With that spirit in mind, Britton has embarked on an ambitious project to develop carbohydrate mimics to assist cancer therapies by making them more selective in how they target and kill cancer cells.
In the 80s and 90s, it was recognized that traditional chemotherapies were limited as a result of the high systemic toxicity associated with targeting rapidly dividing cells. Researchers began to look at alternative approaches to specifically targeting cancer cells, including the development of antibodies which recognized and bound to proteins expressed on cancer cells.
This research led to the development and approval of the first two monoclonal antibodies (mAbs) for use in cancer therapy: rituximab (Rituxan) for non-Hodgkin’s lymphoma in 1997 and trastuzumab (Herceptin) for breast cancer in 1998. Herceptin changed HER2+ breast cancer from a fatal disease where patients had a small chance of survival to one that is highly treatable
Britton’s work focuses on the binding of the antibody to the cancer cell which leads to the recruitment of Natural killer cells and results in Antibody-Dependent Cell-mediated Cytotoxicity (ADCC). ADCC is a critical mechanism underlying the clinical efficacy of therapeutic anticancer antibodies. After the cancer cell is terminated, the human body will naturally get rid of it.

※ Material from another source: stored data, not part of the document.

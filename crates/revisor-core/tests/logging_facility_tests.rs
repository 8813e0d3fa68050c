#![allow(clippy::unwrap_used, clippy::expect_used)]

use revisor_core::errors::{ExError, ExErrorKind};
use revisor_core::logging_facility::test_capture::init_test_capture;
use revisor_core::{log_op_end, log_op_error, log_op_start};
use revisor_core_types::schema::{
    EVENT_END, EVENT_END_ERROR, EVENT_START, FIELD_DURATION_MS, FIELD_ERR_CODE,
};

#[test]
fn test_log_op_start_macro() {
    let capture = init_test_capture();
    let op_name = "test_log_op_start_unique_1";

    log_op_start!(op_name, instance_type = "Post");

    let events = capture.events_for(op_name);
    assert_eq!(events.len(), 1);
    assert_eq!(events[0].event.as_deref(), Some(EVENT_START));
    assert_eq!(events[0].field("instance_type"), Some("Post"));
}

#[test]
fn test_log_op_end_macro() {
    let capture = init_test_capture();
    let op_name = "test_log_op_end_unique_2";

    log_op_end!(op_name, duration_ms = 42);

    let events = capture.events_for(op_name);
    assert_eq!(events.len(), 1, "Should have exactly one end event");
    assert_eq!(events[0].event.as_deref(), Some(EVENT_END));
    assert_eq!(events[0].field(FIELD_DURATION_MS), Some("42"));
}

#[test]
fn test_log_op_error_includes_code() {
    let capture = init_test_capture();
    let op_name = "test_log_op_error_unique_3";

    let err = ExError::new(ExErrorKind::ConstraintViolation).with_message("rejected");
    log_op_error!(op_name, err, duration_ms = 10);

    let events = capture.events_for(op_name);
    assert_eq!(events.len(), 1, "Should have exactly one error event");
    assert_eq!(events[0].event.as_deref(), Some(EVENT_END_ERROR));
    assert_eq!(
        events[0].field(FIELD_ERR_CODE),
        Some("ERR_CONSTRAINT_VIOLATION")
    );
    assert_eq!(events[0].level, tracing::Level::ERROR);
}

#[test]
fn test_single_start_and_end_per_operation() {
    let capture = init_test_capture();
    let op_name = "test_boundary_unique_4";

    log_op_start!(op_name, instance_type = "Comment");
    log_op_end!(op_name, duration_ms = 1, instance_type = "Comment");

    capture.assert_event_exists(op_name, EVENT_START);
    capture.assert_event_exists(op_name, EVENT_END);
    assert_eq!(
        capture
            .events_where(op_name, "instance_type", "Comment")
            .len(),
        2
    );
}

However, researchers have now identified that when antibodies have fucose molecules attached (i.e. are fucosylated), they have lower levels of ADCC as the antibody’s ability to attract immune cells is impeded, and studies have shown that removal/prevention of the fucosylation from antibody therapeutics elicits high ADCC.
“There has been a lot of effort and investment into ways to prevent fucosylation of antibodies so you can improve cytotoxicity,” says Britton.
“The challenge in creating these molecules is that, while some companies are successful in inhibiting the transfer of fucose to the antibody, the inhibitor itself becomes attached to the antibody which may represent an imunogen and presents significant drug consistency risks”
Britton explains the goal of his project is to develop fucosylation inhibitors that do not transfer themselves to the antibody.
These molecules, fucosylation inhibitors, are what Britton and his research group are trying to identify and create. GlycoNet funding will provide the means to develop this set of inhibitors in the form of a Catalyst grant.
“These aren’t simple molecules to make,” says Britton. “They take real expertise, so GlycoNet funding allows us to hire highly qualified personnel to work on this project for one year. We couldn’t do this without GlycoNet—it takes a lot of time, energy and expertise.”
“We’re excited by the prospect of Dr. Britton’s research and we see the potential to translate this research into a practical, medical application,” says Dr. Todd Lowary, Scientific Director of GlycoNet. “Dr. Britton’s lab has the expertise and knowledge to produce these inhibitors and make this project a success.”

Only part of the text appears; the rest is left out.